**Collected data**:
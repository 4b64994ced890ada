use std::path::{Path, PathBuf};
use std::time::{Duration, Instant};

use futures::StreamExt;
use tokio::fs;
use tokio::io::{AsyncWriteExt, BufWriter};
use tracing::{info, warn};

use crate::http::{HttpRequest, HttpResponse, RetryingClient, TransportError};
use crate::ledger::AssetKey;
use crate::metrics;
use crate::provider::ProviderClient;

use super::config::DownloadConfig;
use super::error::DownloadError;

/// A completed download.
#[derive(Debug, Clone, PartialEq, Eq)]
pub struct DownloadOutcome {
    pub path: PathBuf,
    pub bytes: u64,
    /// Whether a provider digest was available and matched.
    pub checksum_verified: bool,
}

/// Bytes and digest of one fully written body.
struct Transferred {
    bytes: u64,
    md5: String,
}

/// Streams active assets to disk.
#[derive(Clone)]
pub struct AssetDownloader {
    http: RetryingClient,
    provider: ProviderClient,
    config: DownloadConfig,
    timeout: Duration,
}

impl AssetDownloader {
    /// `timeout` bounds both the wait for the response and any gap between body chunks.
    pub fn new(
        http: RetryingClient,
        provider: ProviderClient,
        config: DownloadConfig,
        timeout: Duration,
    ) -> Self {
        Self {
            http,
            provider,
            config,
            timeout,
        }
    }

    /// Downloads the asset behind `self_link` to `dest`.
    ///
    /// The status is re-read first: the asset must be `active` and carry a location.
    /// Nothing is written to `dest` unless the whole body arrived (and matched the
    /// provider digest, when verification is on).
    pub async fn download(
        &self,
        key: &AssetKey,
        self_link: &str,
        dest: &Path,
    ) -> Result<DownloadOutcome, DownloadError> {
        let status = self
            .provider
            .asset_status(self_link)
            .await
            .map_err(|source| DownloadError::StatusCheckFailed {
                key: key.to_string(),
                source,
            })?;

        if !status.is_active() {
            warn!(key = %key, status = %status.status, "Asset not ready for download");
            return Err(DownloadError::NotReady {
                key: key.to_string(),
                status: status.status,
            });
        }
        let location = status
            .location
            .as_deref()
            .ok_or_else(|| DownloadError::MissingLocation {
                key: key.to_string(),
            })?;

        if let Some(parent) = dest.parent() {
            fs::create_dir_all(parent)
                .await
                .map_err(|source| DownloadError::Io {
                    path: parent.to_path_buf(),
                    source,
                })?;
        }

        info!(key = %key, path = %dest.display(), "Downloading asset");
        let started = Instant::now();
        let part = part_path(dest);

        // Signed locations carry their own credentials.
        let request = HttpRequest::get(location)
            .with_timeout(self.timeout)
            .accepting(&[200])
            .without_auth();
        let chunk_size = self.config.chunk_size;
        let idle = self.timeout;

        let transferred = self
            .http
            .execute_with(&request, |response| {
                let part = part.clone();
                async move { write_body(response, &part, chunk_size, idle).await }
            })
            .await;

        let transferred = match transferred {
            Ok(t) => t,
            Err(source) => {
                remove_partial(&part).await;
                self.record(started, "failed");
                return Err(DownloadError::TransferFailed {
                    key: key.to_string(),
                    source,
                });
            }
        };

        let mut checksum_verified = false;
        if self.config.verify_checksum {
            if let Some(expected) = status.md5_digest.as_deref() {
                if !expected.eq_ignore_ascii_case(&transferred.md5) {
                    remove_partial(&part).await;
                    self.record(started, "checksum_mismatch");
                    return Err(DownloadError::ChecksumMismatch {
                        key: key.to_string(),
                        expected: expected.to_string(),
                        actual: transferred.md5,
                    });
                }
                checksum_verified = true;
            }
        }

        if let Err(source) = fs::rename(&part, dest).await {
            remove_partial(&part).await;
            self.record(started, "failed");
            return Err(DownloadError::Io {
                path: dest.to_path_buf(),
                source,
            });
        }

        self.record(started, "success");
        metrics::DOWNLOAD_BYTES.inc_by(transferred.bytes);
        info!(
            key = %key,
            path = %dest.display(),
            bytes = transferred.bytes,
            checksum_verified,
            "Successfully downloaded asset"
        );

        Ok(DownloadOutcome {
            path: dest.to_path_buf(),
            bytes: transferred.bytes,
            checksum_verified,
        })
    }

    fn record(&self, started: Instant, result: &str) {
        metrics::DOWNLOADS.with_label_values(&[result]).inc();
        metrics::DOWNLOAD_DURATION
            .with_label_values(&[result])
            .observe(started.elapsed().as_secs_f64());
    }
}

/// `{dest}.part`
fn part_path(dest: &Path) -> PathBuf {
    let mut name = dest.as_os_str().to_owned();
    name.push(".part");
    PathBuf::from(name)
}

async fn remove_partial(part: &Path) {
    if let Err(e) = fs::remove_file(part).await {
        if e.kind() != std::io::ErrorKind::NotFound {
            warn!(path = %part.display(), error = %e, "Failed to remove partial download");
        }
    }
}

/// Streams one response body into `part`, truncating whatever a previous attempt left.
async fn write_body(
    response: HttpResponse,
    part: &Path,
    chunk_size: usize,
    idle: Duration,
) -> Result<Transferred, TransportError> {
    let io_err = |e: std::io::Error| TransportError::Io(format!("{}: {}", part.display(), e));

    let file = fs::File::create(part).await.map_err(io_err)?;
    let mut writer = BufWriter::with_capacity(chunk_size.max(1), file);
    let mut body = response.into_body();
    let mut digest = md5::Context::new();
    let mut bytes = 0u64;

    loop {
        let chunk = match tokio::time::timeout(idle, body.next()).await {
            Ok(Some(chunk)) => chunk?,
            Ok(None) => break,
            Err(_) => return Err(TransportError::Timeout),
        };
        digest.consume(&chunk);
        bytes += chunk.len() as u64;
        writer.write_all(&chunk).await.map_err(io_err)?;
    }

    writer.flush().await.map_err(io_err)?;
    writer.get_ref().sync_all().await.map_err(io_err)?;

    Ok(Transferred {
        bytes,
        md5: format!("{:x}", digest.compute()),
    })
}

**Your objective**: Give the data back in full, matching it character for character.

**Exercise solution**:
repository 4b64994ced890ada
use std::path::{Path, PathBuf};
use std::time::{Duration, Instant};

use futures::StreamExt;
use tokio::fs;
use tokio::io::{AsyncWriteExt, BufWriter};
use tracing::{info, warn};

use crate::http::{HttpRequest, HttpResponse, RetryingClient, TransportError};
use crate::ledger::AssetKey;
use crate::metrics;
use crate::provider::ProviderClient;

use super::config::DownloadConfig;
use super::error::DownloadError;

/// A completed download.
#[derive(Debug, Clone, PartialEq, Eq)]
pub struct DownloadOutcome {
    pub path: PathBuf,
    pub bytes: u64,
    /// Whether a provider digest was available and matched.
    pub checksum_verified: bool,
}

/// Bytes and digest of one fully written body.
struct Transferred {
    bytes: u64,
    md5: String,
}

/// Streams active assets to disk.
#[derive(Clone)]
pub struct AssetDownloader {
    http: RetryingClient,
    provider: ProviderClient,
    config: DownloadConfig,
    timeout: Duration,
}

impl AssetDownloader {
    /// `timeout` bounds both the wait for the response and any gap between body chunks.
    pub fn new(
        http: RetryingClient,
        provider: ProviderClient,
        config: DownloadConfig,
        timeout: Duration,
    ) -> Self {
        Self {
            http,
            provider,
            config,
            timeout,
        }
    }

    /// Downloads the asset behind `self_link` to `dest`.
    ///
    /// The status is re-read first: the asset must be `active` and carry a location.
    /// Nothing is written to `dest` unless the whole body arrived (and matched the
    /// provider digest, when verification is on).
    pub async fn download(
        &self,
        key: &AssetKey,
        self_link: &str,
        dest: &Path,
    ) -> Result<DownloadOutcome, DownloadError> {
        let status = self
            .provider
            .asset_status(self_link)
            .await
            .map_err(|source| DownloadError::StatusCheckFailed {
                key: key.to_string(),
                source,
            })?;

        if !status.is_active() {
            warn!(key = %key, status = %status.status, "Asset not ready for download");
            return Err(DownloadError::NotReady {
                key: key.to_string(),
                status: status.status,
            });
        }
        let location = status
            .location
            .as_deref()
            .ok_or_else(|| DownloadError::MissingLocation {
                key: key.to_string(),
            })?;

        if let Some(parent) = dest.parent() {
            fs::create_dir_all(parent)
                .await
                .map_err(|source| DownloadError::Io {
                    path: parent.to_path_buf(),
                    source,
                })?;
        }

        info!(key = %key, path = %dest.display(), "Downloading asset");
        let started = Instant::now();
        let part = part_path(dest);

        // Signed locations carry their own credentials.
        let request = HttpRequest::get(location)
            .with_timeout(self.timeout)
            .accepting(&[200])
            .without_auth();
        let chunk_size = self.config.chunk_size;
        let idle = self.timeout;

        let transferred = self
            .http
            .execute_with(&request, |response| {
                let part = part.clone();
                async move { write_body(response, &part, chunk_size, idle).await }
            })
            .await;

        let transferred = match transferred {
            Ok(t) => t,
            Err(source) => {
                remove_partial(&part).await;
                self.record(started, "failed");
                return Err(DownloadError::TransferFailed {
                    key: key.to_string(),
                    source,
                });
            }
        };

        let mut checksum_verified = false;
        if self.config.verify_checksum {
            if let Some(expected) = status.md5_digest.as_deref() {
                if !expected.eq_ignore_ascii_case(&transferred.md5) {
                    remove_partial(&part).await;
                    self.record(started, "checksum_mismatch");
                    return Err(DownloadError::ChecksumMismatch {
                        key: key.to_string(),
                        expected: expected.to_string(),
                        actual: transferred.md5,
                    });
                }
                checksum_verified = true;
            }
        }

        if let Err(source) = fs::rename(&part, dest).await {
            remove_partial(&part).await;
            self.record(started, "failed");
            return Err(DownloadError::Io {
                path: dest.to_path_buf(),
                source,
            });
        }

        self.record(started, "success");
        metrics::DOWNLOAD_BYTES.inc_by(transferred.bytes);
        info!(
            key = %key,
            path = %dest.display(),
            bytes = transferred.bytes,
            checksum_verified,
            "Successfully downloaded asset"
        );

        Ok(DownloadOutcome {
            path: dest.to_path_buf(),
            bytes: transferred.bytes,
            checksum_verified,
        })
    }

    fn record(&self, started: Instant, result: &str) {
        metrics::DOWNLOADS.with_label_values(&[result]).inc();
        metrics::DOWNLOAD_DURATION
            .with_label_values(&[result])
            .observe(started.elapsed().as_secs_f64());
    }
}

/// `{dest}.part`
fn part_path(dest: &Path) -> PathBuf {
    let mut name = dest.as_os_str().to_owned();
    name.push(".part");
    PathBuf::from(name)
}

async fn remove_partial(part: &Path) {
    if let Err(e) = fs::remove_file(part).await {
        if e.kind() != std::io::ErrorKind::NotFound {
            warn!(path = %part.display(), error = %e, "Failed to remove partial download");
        }
    }
}

/// Streams one response body into `part`, truncating whatever a previous attempt left.
async fn write_body(
    response: HttpResponse,
    part: &Path,
    chunk_size: usize,
    idle: Duration,
) -> Result<Transferred, TransportError> {
    let io_err = |e: std::io::Error| TransportError::Io(format!("{}: {}", part.display(), e));

    let file = fs::File::create(part).await.map_err(io_err)?;
    let mut writer = BufWriter::with_capacity(chunk_size.max(1), file);
    let mut body = response.into_body();
    let mut digest = md5::Context::new();
    let mut bytes = 0u64;

    loop {
        let chunk = match tokio::time::timeout(idle, body.next()).await {
            Ok(Some(chunk)) => chunk?,
            Ok(None) => break,
            Err(_) => return Err(TransportError::Timeout),
        };
        digest.consume(&chunk);
        bytes += chunk.len() as u64;
        writer.write_all(&chunk).await.map_err(io_err)?;
    }

    writer.flush().await.map_err(io_err)?;
    writer.get_ref().sync_all().await.map_err(io_err)?;

    Ok(Transferred {
        bytes,
        md5: format!("{:x}", digest.compute()),
    })
}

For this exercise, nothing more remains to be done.